Hasta entonces, Dado Prso, un croata rezagado cuyo apellido parece una fuga de vocales, era el suplente del suplente de Morientes. Representaba en el Mónaco a todos los deportistas perdidos en el escalafón de la fama. Apenas tenía el crédito que conceden las estirpes y las escuelas; llegaba detrás de Boban y Suker, y a falta de una habilidad deslumbrante sólo podía presumir de árbol genealógico.

Sin embargo había heredado el gen del toque, una predisposición natural que permite convertir la pelota en un objeto animado. En él, por tanto, se confirmaba una regla: así como los jugadores suramericanos tuvieron siempre un suplemento de habilidad para el recorte, los chicos del Este de Europa concentraban su talento en el acto de golpear; es decir, en la síntesis final de todos los recursos del juego.

Perdido en la nómina de percusionistas, Prso era, pues, una especie de músico callejero que, despedido del conservatorio, se había resignado a lanzar tiros libres y a pasar la gorra por las esquinas al final del entrenamiento.

Pero esa noche, una noche especial, todos los duendes, tahúres y croupiers del Principado se confabularon con él.

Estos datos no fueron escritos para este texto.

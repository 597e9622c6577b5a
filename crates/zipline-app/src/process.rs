//! Message processing and background task dispatch
//!
//! `process_message` drives the TEA loop: it feeds a message (and any
//! follow-ups) through `update()` and spawns the background work the
//! returned actions name. The runtime owns exactly one channel-reader task
//! at a time; opening a new session aborts the previous reader, and the
//! session-id tag on forwarded messages lets the handler discard anything
//! a dying reader still had in flight.

use tokio::sync::mpsc;
use tokio::task::JoinHandle;

use zipline_client::{open_channel, ChannelEvent, UploadClient};
use zipline_core::prelude::*;

use crate::handler::{self, UpdateAction};
use crate::message::Message;
use crate::state::AppState;

/// Process a message through the TEA update function, dispatching actions
pub fn process_message(
    state: &mut AppState,
    message: Message,
    msg_tx: &mpsc::Sender<Message>,
    channel_task: &mut Option<JoinHandle<()>>,
) {
    let mut msg = Some(message);
    while let Some(m) = msg {
        let result = handler::update(state, m);

        if let Some(action) = result.action {
            handle_action(action, state, msg_tx, channel_task);
        }

        msg = result.message;
    }
}

/// Execute an action by spawning a background task
fn handle_action(
    action: UpdateAction,
    state: &AppState,
    msg_tx: &mpsc::Sender<Message>,
    channel_task: &mut Option<JoinHandle<()>>,
) {
    match action {
        UpdateAction::SubmitUpload { archive } => {
            let client = UploadClient::new(state.server.clone());
            let tx = msg_tx.clone();
            tokio::spawn(async move {
                let message = match client.submit(&archive).await {
                    Ok(session_id) => Message::UploadCompleted { session_id },
                    Err(err) => {
                        warn!("upload failed: {err}");
                        Message::UploadFailed {
                            message: err.console_message(),
                        }
                    }
                };
                let _ = tx.send(message).await;
            });
        }

        UpdateAction::OpenChannel {
            session_id,
            options,
        } => {
            // One subscription at a time; a reader left over from a
            // previous session is detached here.
            if let Some(task) = channel_task.take() {
                task.abort();
            }

            let base = state.server.clone();
            let tx = msg_tx.clone();
            *channel_task = Some(tokio::spawn(async move {
                match open_channel(&base, &session_id, &options).await {
                    Ok(mut events) => {
                        while let Some(event) = events.recv().await {
                            let forwarded = Message::Channel {
                                session_id: session_id.clone(),
                                event,
                            };
                            if tx.send(forwarded).await.is_err() {
                                return;
                            }
                        }
                    }
                    Err(err) => {
                        warn!("failed to open push channel: {err}");
                        let _ = tx
                            .send(Message::Channel {
                                session_id: session_id.clone(),
                                event: ChannelEvent::Closed {
                                    reason: Some(err.to_string()),
                                },
                            })
                            .await;
                    }
                }
            }));
        }
    }
}
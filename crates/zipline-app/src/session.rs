//! Per-run session state

use chrono::{DateTime, Local};
use serde_json::{Map, Value};

use zipline_core::{CompletionPayload, SessionId};

/// How a run ended
#[derive(Debug, Clone, PartialEq)]
pub enum RunOutcome {
    /// Full completion: downloadable archive, file tree, and report
    Full(CompletionPayload),
    /// Analysis-only completion: console summary, nothing to download
    AnalysisOnly,
}

/// One tool session, created when the upload is accepted.
///
/// There is at most one live session per controller; the id never changes
/// once assigned, and the whole session is dropped on restart.
#[derive(Debug, Clone)]
pub struct RunSession {
    pub id: SessionId,
    /// The option set sent in the kickoff frame
    pub options: Map<String, Value>,
    /// Terminal outcome; replaced wholesale if the server resends it
    pub outcome: Option<RunOutcome>,
    pub started_at: DateTime<Local>,
}

impl RunSession {
    pub fn new(id: SessionId, options: Map<String, Value>) -> Self {
        Self {
            id,
            options,
            outcome: None,
            started_at: Local::now(),
        }
    }

    /// The completion payload, when the run finished fully
    pub fn completion(&self) -> Option<&CompletionPayload> {
        match &self.outcome {
            Some(RunOutcome::Full(payload)) => Some(payload),
            _ => None,
        }
    }
}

Le condujeron al estado de gracia en el que cualquier hijo de vecino es capaz de cantar bingo o de cantar ópera. Bajo ese influjo, todos los códigos y encrucijadas del juego se abrieron bajo sus pies. En una alegoría de las grandes noches del Casino, la pelota comenzó a rebotar, tac, tac, tac, de casilla en casilla antes de detenerse misteriosamente sobre el dorsal de su camiseta.

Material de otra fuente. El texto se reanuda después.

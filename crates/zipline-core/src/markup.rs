//! Markup stripping for console lines flagged `is_markup`.
//!
//! The service occasionally sends status lines containing simple inline
//! markup (`<b>`, `<span class=..>`). A terminal renders the text content,
//! so tags are removed and the handful of entities that appear in practice
//! are decoded.

/// Remove `<...>` tags and decode common entities.
///
/// An unterminated `<` is kept verbatim rather than swallowing the rest of
/// the line.
pub fn strip_markup_tags(input: &str) -> String {
    let mut out = String::with_capacity(input.len());
    let mut rest = input;

    while let Some(open) = rest.find('<') {
        out.push_str(&rest[..open]);
        match rest[open..].find('>') {
            Some(close) => rest = &rest[open + close + 1..],
            None => {
                // No closing bracket; keep the tail as-is
                out.push_str(&rest[open..]);
                rest = "";
                break;
            }
        }
    }
    out.push_str(rest);

    decode_entities(&out)
}

fn decode_entities(input: &str) -> String {
    input
        .replace("&lt;", "<")
        .replace("&gt;", ">")
        .replace("&quot;", "\"")
        .replace("&#39;", "'")
        .replace("&amp;", "&")
}
//! Final run output: file tree and metric report

use std::collections::BTreeMap;

use serde::{Deserialize, Deserializer, Serialize, Serializer};

/// Kind of a file-tree node
#[derive(Debug, Clone, Copy, PartialEq, Eq, Serialize, Deserialize)]
#[serde(rename_all = "lowercase")]
pub enum FileKind {
    File,
    Directory,
}

/// A node in the processed-archive file tree.
///
/// Directories may nest children; files never have any.
#[derive(Debug, Clone, PartialEq, Serialize, Deserialize)]
pub struct FileNode {
    pub name: String,
    #[serde(rename = "kind")]
    pub kind: FileKind,
    #[serde(default)]
    pub children: Vec<FileNode>,
}

impl FileNode {
    pub fn file(name: impl Into<String>) -> Self {
        Self {
            name: name.into(),
            kind: FileKind::File,
            children: Vec::new(),
        }
    }

    pub fn directory(name: impl Into<String>, children: Vec<FileNode>) -> Self {
        Self {
            name: name.into(),
            kind: FileKind::Directory,
            children,
        }
    }

    pub fn is_directory(&self) -> bool {
        self.kind == FileKind::Directory
    }

    /// Total node count including this node
    pub fn count(&self) -> usize {
        1 + self.children.iter().map(FileNode::count).sum::<usize>()
    }
}

/// Visual classification of a report value.
///
/// Unknown wire values decode to `Neutral` so a new server-side
/// classification renders plainly instead of failing.
#[derive(Debug, Clone, Copy, PartialEq, Eq, Default)]
pub enum Classification {
    #[default]
    Neutral,
    Positive,
    Negative,
}

impl Classification {
    pub fn parse(s: &str) -> Self {
        match s {
            "positive" => Classification::Positive,
            "negative" => Classification::Negative,
            _ => Classification::Neutral,
        }
    }

    pub fn as_str(&self) -> &'static str {
        match self {
            Classification::Neutral => "neutral",
            Classification::Positive => "positive",
            Classification::Negative => "negative",
        }
    }
}

impl Serialize for Classification {
    fn serialize<S: Serializer>(&self, serializer: S) -> std::result::Result<S::Ok, S::Error> {
        serializer.serialize_str(self.as_str())
    }
}

impl<'de> Deserialize<'de> for Classification {
    fn deserialize<D: Deserializer<'de>>(deserializer: D) -> std::result::Result<Self, D::Error> {
        let raw = String::deserialize(deserializer)?;
        Ok(Classification::parse(&raw))
    }
}

/// One row of the run summary report
#[derive(Debug, Clone, PartialEq, Serialize, Deserialize)]
pub struct ReportEntry {
    pub label: String,
    pub value: String,
    #[serde(default)]
    pub classification: Classification,
}

/// Everything a fully completed run produces. Immutable after creation.
#[derive(Debug, Clone, PartialEq, Serialize, Deserialize)]
#[serde(rename_all = "camelCase")]
pub struct CompletionPayload {
    /// Name of the processed archive, used to build the download link
    pub archive_name: String,
    #[serde(default)]
    pub file_tree: Vec<FileNode>,
    /// Metric key to report row. Rendered in key order.
    #[serde(default)]
    pub report: BTreeMap<String, ReportEntry>,
}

Fueron ocho goles galopantes, goles del cuerpo de caballería, y él marcó cuatro. Mientras Rainiero y Lendoiro, atrapados en la misma modorra crepuscular, se frotaban los ojos, los chicos del Depor perdían todas sus propiedades: Mauro Silva se sintió transparente por primera vez en su vida, Molina agarró un entripado, y a Valerón se le apagó la bombilla. Cuando terminaba la sesión y todos teníamos el cuerpo acribillado a balonazos, Prso había cumplido veintinueve años y compartía el cuadro de honor de la competición con Pancho Puskas, Marco Van Basten y Simone Inzaghi.

Luego volvió a confinarse en la concha del banquillo, recuperó su mala suerte y desapareció en el vertedero de la vulgaridad.

Así debía ser. La fortuna nunca pasa dos veces por el mismo barrio de la periferia.